De novo. Ela quase cuspiu no rosto do homem que tinha a bochecha pisada por Manjiro ao pensar nisso. De novo.
Não se envolver em problemas no Japão, esse era o plano. E o ignorou no momento que pisara lá, e por mais que seu nome estivesse em uma lista de morte... Não arrastaria o de outra pessoa. Não...
— Tudo bem, vamos conversar. — a voz dele preencheu o ambiente pesado, cortando o pensamento de [Nome].
— Quê?! Mas Mikey... — ele não teve tempo de completar sua fala antes do pé de Manjiro pisar em sua garganta, com força.
— Eu mandei ficar calado. — repetiu, mas a ação agressiva dele fez todos ficarem alertas a reação automática de [Nome], os que tinham armas deram um passo a frente. — de que divisão eles são?
— Da... Primeira divisão, senhor comandante. — a arma quase tremera na mão do subordinado.
Depois de pensar, ele disse:
— Então, aceita conversar?
Perguntara com um casualidade que não se adequava a situação, ela inspirou, guardando o ar nos pulmões. O primo dera um passo a frente, com algum tipo de brilho no olhar, esperando sua resposta.

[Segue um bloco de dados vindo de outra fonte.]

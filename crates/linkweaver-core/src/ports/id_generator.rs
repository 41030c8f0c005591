//! IdGenerator port - ID 生成の抽象化
//!
//! # 実装
//! - **UlidGenerator**: Clock の時刻 + 乱数で ULID を作る

use crate::domain::ids::{LinkId, TaskId};
use crate::ports::Clock;
use ulid::Ulid;

/// IdGenerator はタスクとリンク候補の ID を生成
///
/// # Thread Safety
/// - `Send + Sync` を要求（複数ワーカーから同時に使う）
pub trait IdGenerator: Send + Sync {
    fn generate_task_id(&self) -> TaskId;

    fn generate_link_id(&self) -> LinkId;
}

/// UlidGenerator は ULID ベースの ID 生成器
///
/// Clock を使って現在時刻ベースの ULID を生成します。
/// FixedClock を渡せば timestamp 部分が決定的になります。
pub struct UlidGenerator<C> {
    clock: C,
}

impl<C: Clock> UlidGenerator<C> {
    pub fn new(clock: C) -> Self {
        Self { clock }
    }

    fn next_ulid(&self) -> Ulid {
        let timestamp_ms = self.clock.now().timestamp_millis().max(0) as u64;
        Ulid::from_parts(timestamp_ms, rand::random())
    }
}

impl<C: Clock> IdGenerator for UlidGenerator<C> {
    fn generate_task_id(&self) -> TaskId {
        TaskId::from(self.next_ulid())
    }

    fn generate_link_id(&self) -> LinkId {
        LinkId::from(self.next_ulid())
    }
}
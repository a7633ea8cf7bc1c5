use chrono::{DateTime, Utc};
use serde::{Deserialize, Serialize};

// Disclosure scope of a deadline
#[derive(Debug, Clone, Copy, PartialEq, Eq, Hash, Serialize, Deserialize)]
#[serde(rename_all = "UPPERCASE")]
pub enum Visibility {
    Private,
    Team,
    Department,
    Organization,
}

// Deadline record as supplied by the deadline store.
// Only id, creator, project and visibility take part in access decisions.
#[derive(Serialize, Deserialize, Debug, Clone, PartialEq)]
#[serde(rename_all = "camelCase")]
pub struct Deadline {
    pub id: String,
    pub creator_id: String,
    #[serde(default)]
    pub project_id: Option<String>,
    pub visibility: Visibility,
    #[serde(default)]
    pub title: Option<String>,
    #[serde(default)]
    pub deadline_date: Option<DateTime<Utc>>,
}

impl Deadline {
    pub fn new(id: &str, creator_id: &str, project_id: Option<&str>, visibility: Visibility) -> Self {
        Self {
            id: id.to_string(),
            creator_id: creator_id.to_string(),
            project_id: project_id.map(|p| p.to_string()),
            visibility,
            title: None,
            deadline_date: None,
        }
    }
}
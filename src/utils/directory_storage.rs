// deadline-service/src/utils/directory_storage.rs
use crate::models::{Project, ServiceError, Team, User};
use crate::services::directory::{DirectorySnapshot, DirectoryStore};
use log::{error, info, warn};
use serde::de::DeserializeOwned;
use serde::Serialize;
use std::fs;
use std::path::{Path, PathBuf};
use std::sync::Arc;

const USERS_DIR: &str = "users";
const TEAMS_DIR: &str = "teams";
const PROJECTS_DIR: &str = "projects";

// Read every `*.json` record in a directory, creating it when missing
pub(crate) fn read_records<T: DeserializeOwned>(dir: &Path) -> Result<Vec<T>, ServiceError> {
    if !dir.exists() {
        info!("Creating storage directory: {}", dir.display());
        fs::create_dir_all(dir).map_err(|e| {
            error!("Failed to create directory {}: {:?}", dir.display(), e);
            ServiceError::InternalServerError
        })?;
        return Ok(Vec::new());
    }

    let mut records = Vec::new();

    for entry_result in fs::read_dir(dir).map_err(|e| {
        error!("Failed to read directory {}: {:?}", dir.display(), e);
        ServiceError::InternalServerError
    })? {
        let entry = entry_result.map_err(|e| {
            error!("Failed to read directory entry: {:?}", e);
            ServiceError::InternalServerError
        })?;

        let path = entry.path();
        if path.is_file() && path.extension().map_or(false, |ext| ext == "json") {
            let content = fs::read_to_string(&path).map_err(|e| {
                error!("Failed to read file {}: {:?}", path.display(), e);
                ServiceError::InternalServerError
            })?;

            match serde_json::from_str(&content) {
                Ok(record) => records.push(record),
                Err(e) => {
                    warn!("Skipping unparsable record {}: {:?}", path.display(), e);
                    continue;
                }
            }
        }
    }

    Ok(records)
}

// Build a directory snapshot from `<root>/users`, `<root>/teams` and `<root>/projects`
pub fn load_snapshot(root: &Path) -> Result<DirectorySnapshot, ServiceError> {
    let users: Vec<User> = read_records(&root.join(USERS_DIR))?;
    let teams: Vec<Team> = read_records(&root.join(TEAMS_DIR))?;
    let projects: Vec<Project> = read_records(&root.join(PROJECTS_DIR))?;

    info!(
        "✅ Loaded directory from {}: {} users, {} teams, {} projects",
        root.display(),
        users.len(),
        teams.len(),
        projects.len()
    );

    Ok(DirectorySnapshot::new(users, teams, projects))
}

#[derive(Serialize, Debug, Clone, Copy, PartialEq, Eq)]
pub struct DirectoryCounts {
    pub users: usize,
    pub teams: usize,
    pub projects: usize,
}

// Re-reads the directory files and swaps the result into a live store
pub struct DirectoryLoader {
    root: PathBuf,
    store: Arc<DirectoryStore>,
}

impl DirectoryLoader {
    pub fn new(root: &Path, store: Arc<DirectoryStore>) -> Self {
        Self {
            root: root.to_path_buf(),
            store,
        }
    }

    // A failed load leaves the current snapshot in place
    pub fn reload(&self) -> Result<DirectoryCounts, ServiceError> {
        let snapshot = load_snapshot(&self.root)?;
        let counts = DirectoryCounts {
            users: snapshot.user_count(),
            teams: snapshot.team_count(),
            projects: snapshot.project_count(),
        };

        self.store.replace(snapshot)?;
        Ok(counts)
    }
}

Algo dentro de [Nome] latejou, alertando que não iriam apenas conversar. Não, aquela ação dela renderia muito mais que palavras. Então, endireitando a coluna, se vendo obrigando a dizer:
— Tudo bem. Mas mande largarem as armas primeiro.
Mandou, se direcionando ao líder de todos que seguravam uma. E mesmo com seus olhares mudando de [Nome], que dava uma ordem aos subordinados de Manjiro enquanto o próprio estava presente, ou pior, quando outros subordinados estavam caídos próximos de seus saltos.
Um tremor no joelho de Takemichi se fez presente, junto a linha fina dos lábios.
O primo estava mais nervoso do que [Nome] achava, muito mais.
A mão do Sano se levantou e depois a abaixou, o som das armas caindo no chão quase a fez soltar o ar que guardara nos pulmões. Atrás de Manjiro, Draken aguardava ansioso a ação dela, e o alívio se fez presente quando ela abaixou a pistola, a deixando cair no carpete salpicado de sangue.
A atenção do líder saiu dos olhos de [Nome], parando em seu queixo, onde os resquícios do sangue ainda manchavam sua pele. E mesmo depois das armas terem sido guardadas, ninguém se moveu. Não sem um comando.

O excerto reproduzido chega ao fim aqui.